Beyond populist rhetoric lies QE reality

Dissatisfaction.

Have you noticed that Policy has never been so polarising, and Populism has never been so popular?

People are dissatisfied.

Over the past few years we’ve witnessed the Brexit referendum in the UK and the recent separation from the EU. We’ve watched the elections of Donald Trump, India’s Narendra Modi, Mexico’s Andrés Manuel López Obrador and Brazil’s Jair Bolsonaro – all playing populist tunes like pied pipers seeking to capture the hearts and minds of their followers.

Last year in the UK we witnessed the unseating of Theresa May and the ascendancy of the populist Brexit-focused Boris Johnson (egged on by UKIP).

Just in the last week we’ve seen Sinn Féin claim election victory in the Irish elections, cementing itself as the populist choice (winning a massive 24.5% of first preferences) and agitating to form Government with the other parties.

Scottish First Minister Nichola Sturgeon has been warming up the bagpipe for another independence referendum, which many Scots feel would counter the 2014 decision, given Scotland’s wish to remain in the EU puts a new complexion on the argument.

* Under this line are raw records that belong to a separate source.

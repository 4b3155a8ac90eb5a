//! Alert state machine storage (§4.4): one `ActiveAlert` per (rule, kind, server, sub-key)
//! while firing, promoted from warning to critical in place, and removed (with a resolved
//! record persisted) once the condition clears.

use std::sync::Arc;
use std::time::{Duration, Instant};

use chrono::{DateTime, Utc};
use dashmap::DashMap;

use super::rules::AlertKind;

#[derive(Debug, Clone, Copy, PartialEq, Eq, PartialOrd, Ord, serde::Serialize)]
#[serde(rename_all = "snake_case")]
pub enum AlertSeverity {
    Warning,
    Critical,
}

#[derive(Debug, Clone)]
pub struct ActiveAlert {
    pub key: String,
    pub kind: AlertKind,
    pub server_id: String,
    pub server_name: String,
    pub severity: AlertSeverity,
    pub value: f64,
    pub threshold: f64,
    pub message: String,
    /// When the condition first started being true, for the duration-gate check and for the
    /// persisted `started_at` once resolved.
    pub first_seen_mono: Instant,
    pub first_seen_wall: DateTime<Utc>,
    /// Last time a notification was actually sent for this key, gating the per-rule cooldown.
    pub last_notified_mono: Option<Instant>,
}

impl ActiveAlert {
    pub fn duration(&self) -> Duration {
        self.first_seen_mono.elapsed()
    }

    pub fn cooldown_elapsed(&self, cooldown: Duration) -> bool {
        match self.last_notified_mono {
            Some(last) => last.elapsed() >= cooldown,
            None => true,
        }
    }
}

#[derive(Default)]
pub struct AlertStateStore {
    active: DashMap<String, ActiveAlert>,
}

pub type AlertStateHandle = Arc<AlertStateStore>;

impl AlertStateStore {
    pub fn new() -> AlertStateHandle {
        Arc::new(Self::default())
    }

    pub fn get(&self, key: &str) -> Option<ActiveAlert> {
        self.active.get(key).map(|e| e.clone())
    }

    pub fn upsert(&self, alert: ActiveAlert) {
        self.active.insert(alert.key.clone(), alert);
    }

    pub fn mark_notified(&self, key: &str) {
        if let Some(mut entry) = self.active.get_mut(key) {
            entry.last_notified_mono = Some(Instant::now());
        }
    }

    /// Removes and returns the alert if present, used when a condition clears so the caller
    /// can persist a resolved record.
    pub fn resolve(&self, key: &str) -> Option<ActiveAlert> {
        self.active.remove(key).map(|(_, v)| v)
    }

    pub fn active_keys_with_prefix(&self, prefix: &str) -> Vec<String> {
        self.active
            .iter()
            .filter(|e| e.key().starts_with(prefix))
            .map(|e| e.key().clone())
            .collect()
    }

    pub fn snapshot(&self) -> Vec<ActiveAlert> {
        self.active.iter().map(|e| e.value().clone()).collect()
    }
}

We’ve also seen non-populist Angela Merkel’s CDU successor for Chancellor, Annegret Kramp-Karrenbauer, step down and decline to contest the Chancellery, further strengthening the far right’s populist ascendancy in Germany.

In France, we are seeing far rightist Marine Le Pen rebrand as the leader of the warmer and fuzzier Rassemblement National. Her message is simple: it’s either her, or chaos (referring to the yellow vest riots under Macron); and not unlike Trump and Johnson she is preaching control of immigration, economic patriotism and so-called rational and reasonable protectionism.

Nationalism mobilises.

Hammering home anti-elite patriotic and nationalistic ideas and support for the struggling and homeless along with lashings of xenophobia appears to mobilise growing sections of the population, It is this sort of rhetoric that has propelled many of these leaders in the popularity stakes.

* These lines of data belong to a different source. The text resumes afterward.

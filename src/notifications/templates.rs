//! Renders alert message bodies (§4.4 notification templates) with Tera, the same templating
//! engine the teacher exposes to channel body templates (`{{ vps_name }}`-style placeholders).

use std::collections::HashMap;

use tera::{Context, Tera};
use thiserror::Error;

#[derive(Debug, Error)]
pub enum TemplateError {
    #[error("no template configured for key '{0}'")]
    MissingTemplate(String),
    #[error("template render failed: {0}")]
    Render(#[from] tera::Error),
}

pub fn render(
    bodies: &HashMap<String, String>,
    template_key: &str,
    vars: &HashMap<String, String>,
) -> Result<String, TemplateError> {
    let template = bodies
        .get(template_key)
        .ok_or_else(|| TemplateError::MissingTemplate(template_key.to_string()))?;

    let mut context = Context::new();
    for (k, v) in vars {
        context.insert(k, v);
    }
    Tera::one_off(template, &context, false).map_err(TemplateError::from)
}

#[cfg(test)]
mod tests {
    use super::*;

    #[test]
    fn renders_known_placeholders() {
        let mut bodies = HashMap::new();
        bodies.insert("cpu".to_string(), "{{ ServerName }} is at {{ Value }}%".to_string());
        let mut vars = HashMap::new();
        vars.insert("ServerName".to_string(), "web-1".to_string());
        vars.insert("Value".to_string(), "97.5".to_string());
        let rendered = render(&bodies, "cpu", &vars).unwrap();
        assert_eq!(rendered, "web-1 is at 97.5%");
    }

    #[test]
    fn missing_template_is_an_error() {
        let bodies = HashMap::new();
        assert!(render(&bodies, "cpu", &HashMap::new()).is_err());
    }
}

So much so, that following Donald Trump’s post-impeachment acquittal and his cries of crooked cops, liars, shifty actors and the like, his approval rating is reportedly now at 49% - the highest ever. And, that’s after an impeachment! He may be unstoppable going into the 2020 election given the shambolic state of the Democrats after their failed first attempt to remove him from office.

Me Too, Greta, Malala et.al.

On top of this, many concerned people are taking matters into their own hands.

This includes growing populist movements for social, gender and animal equality, environmental activism and many others.

People are mobilising through strikes, marches and social media platforms.

It is their right.

U.S. mercantilism has returned.

On an economic basis, populist behaviour is replacing ‘establishment’ politics and this is having a massive impact on trade and capital flows.

Indeed, diplomatic globalisation including the dismantling of trade barriers and tariffs over the past 4 or 5 decades has been replaced by protectionism, imperialism and mercantilism over the past 4 or 5 years - principally driven by the U.S., and its fear of China.

With some exceptions (e.g., Japan) the new normal is blunt instrument warfare (tariffs, bans, investment reviews) aimed at influencing comparative advantages via currency relativities, trade, technology and people flows and nationalism. In turn, this is impacting on global GDP.

In the past, risk markets responded to this differently.

In the past, this would have been enough to hobble financial markets.

But, that was before QE Infinity.

Today, interest rates are far too low and liquidity is far too abundant for populist events to make more than a day or two of difference in risk markets. There’s simply too much funky money in search of yield and growth, which inflation can no longer provide. Destination? Equities.

U.S. tax breaks and cash repatriation amnesties have not served the masses,
regardless of the populist rhetoric, but they have funded buy-backs and stock
speculation and underwritten risk assets.

In this kind of environment, the whole market moves up, multiples expand, and risk is largely repriced/ignored.

Breakfast, lunch and dinner - and then some.

Mobilising people by way of populist rhetoric is on a high – but QE, which started as Bernanke, Geithner and Paulson’s get out of jail card after sub-prime hobbled the U.S., is on a bigger high and has become the real opiate of the people.

QE eats populism for breakfast, lunch and dinner - and then some.

In fact, it’s eating the world and there’s no easy-to-digest diet on the horizon.